*** Opening DATA ***

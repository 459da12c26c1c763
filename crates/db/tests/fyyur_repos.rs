//! Integration tests for the venue, artist and show repositories.
//!
//! Requires a PostgreSQL `DATABASE_URL`.

use chrono::{Duration, Utc};
use sqlx::PgPool;
use trio_core::search::matches_term;
use trio_db::models::artist::{CreateArtist, UpdateArtist};
use trio_db::models::show::CreateShow;
use trio_db::models::venue::{group_by_area, CreateVenue, UpdateVenue, VenueDetail};
use trio_db::repositories::{ArtistRepo, ShowRepo, VenueRepo};

// ---------------------------------------------------------------------------
// Helpers
// ---------------------------------------------------------------------------

fn new_venue(name: &str, city: &str, state: &str) -> CreateVenue {
    CreateVenue {
        name: name.to_string(),
        city: city.to_string(),
        state: state.to_string(),
        address: "1015 Folsom Street".to_string(),
        phone: "123-123-1234".to_string(),
        genres: vec!["Jazz".to_string(), "Musical Theatre".to_string()],
        website: None,
        image_link: None,
        facebook_link: None,
        seeking_talent: false,
        seeking_description: None,
    }
}

fn new_artist(name: &str) -> CreateArtist {
    CreateArtist {
        name: name.to_string(),
        city: "San Francisco".to_string(),
        state: "CA".to_string(),
        phone: "326-123-5000".to_string(),
        genres: vec!["Rock n Roll".to_string()],
        website: None,
        image_link: Some("https://example.com/artist.jpg".to_string()),
        facebook_link: None,
        seeking_venue: true,
        seeking_description: None,
    }
}

// ---------------------------------------------------------------------------
// Venues
// ---------------------------------------------------------------------------

#[sqlx::test(migrations = "./migrations/fyyur")]
async fn test_create_venue_defaults_optional_fields(pool: PgPool) {
    let venue = VenueRepo::create(&pool, &new_venue("The Musical Hop", "San Francisco", "CA"))
        .await
        .unwrap();
    assert_eq!(venue.website, "");
    assert_eq!(venue.genres, "Jazz,Musical Theatre");
    assert!(!venue.seeking_talent);
}

#[sqlx::test(migrations = "./migrations/fyyur")]
async fn test_list_groups_by_city_and_state(pool: PgPool) {
    for (name, city, state) in [
        ("Park Square", "San Francisco", "CA"),
        ("Dueling Pianos", "New York", "NY"),
        ("The Musical Hop", "San Francisco", "CA"),
    ] {
        VenueRepo::create(&pool, &new_venue(name, city, state)).await.unwrap();
    }

    let areas = group_by_area(VenueRepo::list_summaries(&pool, Utc::now()).await.unwrap());
    assert_eq!(areas.len(), 2);
    let sf = areas.iter().find(|a| a.city == "San Francisco").unwrap();
    assert_eq!(sf.venues.len(), 2);
}

#[sqlx::test(migrations = "./migrations/fyyur")]
async fn test_search_is_case_insensitive_and_counts_upcoming(pool: PgPool) {
    let hop = VenueRepo::create(&pool, &new_venue("The Musical Hop", "San Francisco", "CA"))
        .await
        .unwrap();
    VenueRepo::create(&pool, &new_venue("Park Square Live Music & Coffee", "San Francisco", "CA"))
        .await
        .unwrap();
    let artist = ArtistRepo::create(&pool, &new_artist("Guns N Petals")).await.unwrap();
    let now = Utc::now();
    for offset in [Duration::days(-10), Duration::days(5), Duration::hours(-1)] {
        ShowRepo::create(
            &pool,
            &CreateShow {
                artist_id: artist.id,
                venue_id: hop.id,
                start_time: now + offset,
            },
        )
        .await
        .unwrap();
    }

    let hits = VenueRepo::search(&pool, "HOP", now).await.unwrap();
    assert_eq!(hits.len(), 1);
    assert_eq!(hits[0].id, hop.id);
    // The show that started an hour ago is still in progress.
    assert_eq!(hits[0].num_upcoming_shows, 2);

    let all = VenueRepo::search(&pool, "music", now).await.unwrap();
    assert_eq!(all.len(), 2);
}

#[sqlx::test(migrations = "./migrations/fyyur")]
async fn test_search_treats_wildcards_literally(pool: PgPool) {
    VenueRepo::create(&pool, &new_venue("The Musical Hop", "San Francisco", "CA"))
        .await
        .unwrap();
    let hits = VenueRepo::search(&pool, "%", Utc::now()).await.unwrap();
    assert!(hits.is_empty());
}

#[sqlx::test(migrations = "./migrations/fyyur")]
async fn test_venue_detail_splits_shows(pool: PgPool) {
    let venue = VenueRepo::create(&pool, &new_venue("The Musical Hop", "San Francisco", "CA"))
        .await
        .unwrap();
    let artist = ArtistRepo::create(&pool, &new_artist("Guns N Petals")).await.unwrap();
    let now = Utc::now();
    for offset in [Duration::days(-30), Duration::days(3)] {
        ShowRepo::create(
            &pool,
            &CreateShow {
                artist_id: artist.id,
                venue_id: venue.id,
                start_time: now + offset,
            },
        )
        .await
        .unwrap();
    }

    let (venue, shows) = VenueRepo::find_with_shows(&pool, venue.id).await.unwrap().unwrap();
    let detail = VenueDetail::new(venue, shows, now);
    assert_eq!(detail.schedule.past_shows_count, 1);
    assert_eq!(detail.schedule.upcoming_shows_count, 1);
    assert_eq!(detail.schedule.upcoming_shows[0].artist_name, "Guns N Petals");
    assert_eq!(detail.venue.genres, vec!["Jazz", "Musical Theatre"]);
}

#[sqlx::test(migrations = "./migrations/fyyur")]
async fn test_update_venue_keeps_unset_fields(pool: PgPool) {
    let venue = VenueRepo::create(&pool, &new_venue("The Musical Hop", "San Francisco", "CA"))
        .await
        .unwrap();
    let update = UpdateVenue {
        city: Some("Oakland".to_string()),
        genres: Some(vec!["Folk".to_string()]),
        ..Default::default()
    };
    let updated = VenueRepo::update(&pool, venue.id, &update).await.unwrap().unwrap();
    assert_eq!(updated.city, "Oakland");
    assert_eq!(updated.genres, "Folk");
    assert_eq!(updated.name, "The Musical Hop");

    let missing = VenueRepo::update(&pool, 999_999, &update).await.unwrap();
    assert!(missing.is_none());
}

#[sqlx::test(migrations = "./migrations/fyyur")]
async fn test_delete_venue_cascades_to_shows(pool: PgPool) {
    let venue = VenueRepo::create(&pool, &new_venue("The Musical Hop", "San Francisco", "CA"))
        .await
        .unwrap();
    let artist = ArtistRepo::create(&pool, &new_artist("Guns N Petals")).await.unwrap();
    ShowRepo::create(
        &pool,
        &CreateShow {
            artist_id: artist.id,
            venue_id: venue.id,
            start_time: Utc::now(),
        },
    )
    .await
    .unwrap();

    assert!(VenueRepo::delete(&pool, venue.id).await.unwrap());
    assert!(!VenueRepo::delete(&pool, venue.id).await.unwrap());
    assert!(ShowRepo::list_detailed(&pool).await.unwrap().is_empty());
}

// ---------------------------------------------------------------------------
// Artists and shows
// ---------------------------------------------------------------------------

#[sqlx::test(migrations = "./migrations/fyyur")]
async fn test_artist_crud(pool: PgPool) {
    let artist = ArtistRepo::create(&pool, &new_artist("Matt Quevedo")).await.unwrap();
    assert_eq!(ArtistRepo::list(&pool).await.unwrap().len(), 1);

    let update = UpdateArtist {
        seeking_venue: Some(false),
        ..Default::default()
    };
    let updated = ArtistRepo::update(&pool, artist.id, &update).await.unwrap().unwrap();
    assert!(!updated.seeking_venue);

    let hits = ArtistRepo::search(&pool, "quev", Utc::now()).await.unwrap();
    assert_eq!(hits.len(), 1);
    assert_eq!(hits[0].num_upcoming_shows, 0);

    assert!(ArtistRepo::delete(&pool, artist.id).await.unwrap());
    assert!(ArtistRepo::find_by_id(&pool, artist.id).await.unwrap().is_none());
}

#[sqlx::test(migrations = "./migrations/fyyur")]
async fn test_search_count_matches_substring_filter(pool: PgPool) {
    for name in ["Guns N Petals", "Matt Quevedo", "The Wild Sax Band", "100% Petal_Power"] {
        ArtistRepo::create(&pool, &new_artist(name)).await.unwrap();
    }
    let all = ArtistRepo::list(&pool).await.unwrap();

    for term in ["pet", "A", "_", "%", "zzz", ""] {
        let hits = ArtistRepo::search(&pool, term, Utc::now()).await.unwrap();
        let expected = all.iter().filter(|a| matches_term(&a.name, term)).count();
        assert_eq!(hits.len(), expected, "term {term:?}");
    }
}

#[sqlx::test(migrations = "./migrations/fyyur")]
async fn test_show_with_unknown_artist_rejected(pool: PgPool) {
    let venue = VenueRepo::create(&pool, &new_venue("The Musical Hop", "San Francisco", "CA"))
        .await
        .unwrap();
    let result = ShowRepo::create(
        &pool,
        &CreateShow {
            artist_id: 999_999,
            venue_id: venue.id,
            start_time: Utc::now(),
        },
    )
    .await;
    let err = result.unwrap_err();
    let db_err = err.as_database_error().expect("database error");
    assert_eq!(db_err.code().as_deref(), Some("23503"));
}

#[sqlx::test(migrations = "./migrations/fyyur")]
async fn test_show_listing_joins_names(pool: PgPool) {
    let venue = VenueRepo::create(&pool, &new_venue("The Musical Hop", "San Francisco", "CA"))
        .await
        .unwrap();
    let artist = ArtistRepo::create(&pool, &new_artist("Guns N Petals")).await.unwrap();
    ShowRepo::create(
        &pool,
        &CreateShow {
            artist_id: artist.id,
            venue_id: venue.id,
            start_time: Utc::now(),
        },
    )
    .await
    .unwrap();

    let listing = ShowRepo::list_detailed(&pool).await.unwrap();
    assert_eq!(listing.len(), 1);
    assert_eq!(listing[0].venue_name, "The Musical Hop");
    assert_eq!(listing[0].artist_image_link, "https://example.com/artist.jpg");
}
//! HTTP layer for the trio services: Fyyur (venues, artists, shows), the
//! trivia API and the coffee shop.
//!
//! Exposes the building blocks (config, state, error handling, routes, auth)
//! so the service binaries and the integration tests share them.

pub mod auth;
pub mod config;
pub mod error;
pub mod extract;
pub mod handlers;
pub mod middleware;
pub mod query;
pub mod response;
pub mod router;
pub mod routes;
pub mod server;
pub mod state;
//! Shared success envelope for API handlers.
//!
//! Every success body is a JSON object with `"success": true` merged into
//! the payload's own fields. Payloads are small `Serialize` structs, one per
//! response shape, so the wire format is checked at compile time.

use axum::Json;
use serde::Serialize;

/// `{ "success": true, ...T }` response envelope.
///
/// `T` must serialize as a JSON object.
///
/// ```ignore
/// Ok(ok(DeletedResponse { deleted: id }))
/// ```
#[derive(Debug, Serialize)]
pub struct Envelope<T: Serialize> {
    pub success: bool,
    #[serde(flatten)]
    pub body: T,
}

/// Wrap a payload in a successful envelope.
pub fn ok<T: Serialize>(body: T) -> Json<Envelope<T>> {
    Json(Envelope {
        success: true,
        body,
    })
}
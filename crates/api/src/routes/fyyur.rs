use axum::routing::{get, post};
use axum::Router;

use crate::handlers::{artists, shows, venues};
use crate::state::AppState;

pub fn router() -> Router<AppState> {
    Router::new()
        .route("/venues", get(venues::list).post(venues::create))
        .route("/venues/search", post(venues::search))
        .route(
            "/venues/{id}",
            get(venues::get_by_id)
                .patch(venues::update)
                .delete(venues::delete),
        )
        .route("/artists", get(artists::list).post(artists::create))
        .route("/artists/search", post(artists::search))
        .route(
            "/artists/{id}",
            get(artists::get_by_id)
                .patch(artists::update)
                .delete(artists::delete),
        )
        .route("/shows", get(shows::list).post(shows::create))
}
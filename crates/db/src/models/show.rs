//! Show entity model and DTOs.

use serde::{Deserialize, Serialize};
use sqlx::FromRow;
use trio_core::types::{DbId, Timestamp};

/// A row from the `show` table.
#[derive(Debug, Clone, FromRow, Serialize)]
pub struct Show {
    pub id: DbId,
    pub start_time: Timestamp,
    pub artist_id: DbId,
    pub venue_id: DbId,
}

/// A show joined with its venue and artist, for the `/shows` listing.
#[derive(Debug, Clone, FromRow, Serialize)]
pub struct ShowListing {
    pub id: DbId,
    pub venue_id: DbId,
    pub venue_name: String,
    pub artist_id: DbId,
    pub artist_name: String,
    pub artist_image_link: String,
    pub start_time: Timestamp,
}

/// A show as seen from its venue's page.
#[derive(Debug, Clone, FromRow, Serialize)]
pub struct VenueShow {
    pub artist_id: DbId,
    pub artist_name: String,
    pub artist_image_link: String,
    pub start_time: Timestamp,
}

/// A show as seen from its artist's page.
#[derive(Debug, Clone, FromRow, Serialize)]
pub struct ArtistShow {
    pub venue_id: DbId,
    pub venue_name: String,
    pub venue_image_link: String,
    pub start_time: Timestamp,
}

/// DTO for listing a new show. The referenced artist and venue must exist.
#[derive(Debug, Clone, Deserialize)]
pub struct CreateShow {
    pub artist_id: DbId,
    pub venue_id: DbId,
    pub start_time: Timestamp,
}

/// Shows on a venue or artist page, split into past and upcoming.
#[derive(Debug, Clone, Serialize)]
pub struct ShowSchedule<T> {
    pub past_shows: Vec<T>,
    pub upcoming_shows: Vec<T>,
    pub past_shows_count: usize,
    pub upcoming_shows_count: usize,
}

impl<T> ShowSchedule<T> {
    /// Split `shows` around `now` using the in-progress grace period.
    pub fn split(shows: Vec<T>, now: Timestamp, start_of: impl Fn(&T) -> Timestamp) -> Self {
        let (past_shows, upcoming_shows) =
            trio_core::shows::partition_by_time(shows, now, start_of);
        Self {
            past_shows_count: past_shows.len(),
            upcoming_shows_count: upcoming_shows.len(),
            past_shows,
            upcoming_shows,
        }
    }
}
//! Handlers for the Fyyur `/artists` resource.

use axum::extract::State;
use axum::Json;
use chrono::Utc;
use serde::Serialize;
use trio_core::error::CoreError;
use trio_core::types::DbId;
use trio_db::models::artist::{
    ArtistDetail, ArtistSearchHit, ArtistSummary, ArtistView, CreateArtist, UpdateArtist,
};
use trio_db::repositories::ArtistRepo;
use validator::Validate;

use super::{Deleted, SearchResults, SearchTerm};
use crate::error::{AppError, AppResult};
use crate::extract::{ApiJson, ApiPath};
use crate::response::{ok, Envelope};
use crate::state::AppState;

#[derive(Debug, Serialize)]
pub struct ArtistsResponse {
    pub artists: Vec<ArtistSummary>,
}

#[derive(Debug, Serialize)]
pub struct ArtistResponse<T: Serialize> {
    pub artist: T,
    #[serde(skip_serializing_if = "Option::is_none")]
    pub message: Option<String>,
}

fn not_found(id: DbId) -> AppError {
    AppError::Core(CoreError::NotFound { entity: "Artist", id })
}

/// GET /artists
pub async fn list(State(state): State<AppState>) -> AppResult<Json<Envelope<ArtistsResponse>>> {
    let artists = ArtistRepo::list(&state.pool).await?;
    Ok(ok(ArtistsResponse { artists }))
}

/// POST /artists/search
pub async fn search(
    State(state): State<AppState>,
    ApiJson(input): ApiJson<SearchTerm>,
) -> AppResult<Json<Envelope<SearchResults<ArtistSearchHit>>>> {
    let hits = ArtistRepo::search(&state.pool, input.search_term.trim(), Utc::now()).await?;
    Ok(ok(SearchResults::new(hits)))
}

/// GET /artists/{id}
pub async fn get_by_id(
    State(state): State<AppState>,
    ApiPath(id): ApiPath<DbId>,
) -> AppResult<Json<Envelope<ArtistResponse<ArtistDetail>>>> {
    let (artist, shows) = ArtistRepo::find_with_shows(&state.pool, id)
        .await?
        .ok_or_else(|| not_found(id))?;
    Ok(ok(ArtistResponse {
        artist: ArtistDetail::new(artist, shows, Utc::now()),
        message: None,
    }))
}

/// POST /artists
pub async fn create(
    State(state): State<AppState>,
    ApiJson(input): ApiJson<CreateArtist>,
) -> AppResult<Json<Envelope<ArtistResponse<ArtistView>>>> {
    input.validate()?;
    let artist = ArtistRepo::create(&state.pool, &input).await?;
    tracing::info!(artist_id = artist.id, name = %artist.name, "Artist created");

    let message = format!("Artist {} was successfully listed!", artist.name);
    Ok(ok(ArtistResponse {
        artist: artist.into(),
        message: Some(message),
    }))
}

/// PATCH /artists/{id}
pub async fn update(
    State(state): State<AppState>,
    ApiPath(id): ApiPath<DbId>,
    ApiJson(input): ApiJson<UpdateArtist>,
) -> AppResult<Json<Envelope<ArtistResponse<ArtistView>>>> {
    input.validate()?;
    let artist = ArtistRepo::update(&state.pool, id, &input)
        .await?
        .ok_or_else(|| not_found(id))?;
    tracing::info!(artist_id = id, "Artist updated");

    let message = format!("Artist {} was successfully updated!", artist.name);
    Ok(ok(ArtistResponse {
        artist: artist.into(),
        message: Some(message),
    }))
}

/// DELETE /artists/{id}
pub async fn delete(
    State(state): State<AppState>,
    ApiPath(id): ApiPath<DbId>,
) -> AppResult<Json<Envelope<Deleted>>> {
    if !ArtistRepo::delete(&state.pool, id).await? {
        return Err(not_found(id));
    }
    tracing::info!(artist_id = id, "Artist deleted");
    Ok(ok(Deleted {
        deleted: id,
        message: Some(format!("Artist {id} was successfully deleted.")),
    }))
}
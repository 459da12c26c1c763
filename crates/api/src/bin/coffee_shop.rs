use trio_core::service::Service;

#[tokio::main]
async fn main() -> anyhow::Result<()> {
    trio_api::server::run(Service::CoffeeShop).await
}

*** Closing DATA ***

TASK ITEM
Every line in the data above that contains the word "phone" should be copied.

RESPONSE TO THE EXERCISE
        phone: "123-123-1234".to_string(),
        phone: "326-123-5000".to_string(),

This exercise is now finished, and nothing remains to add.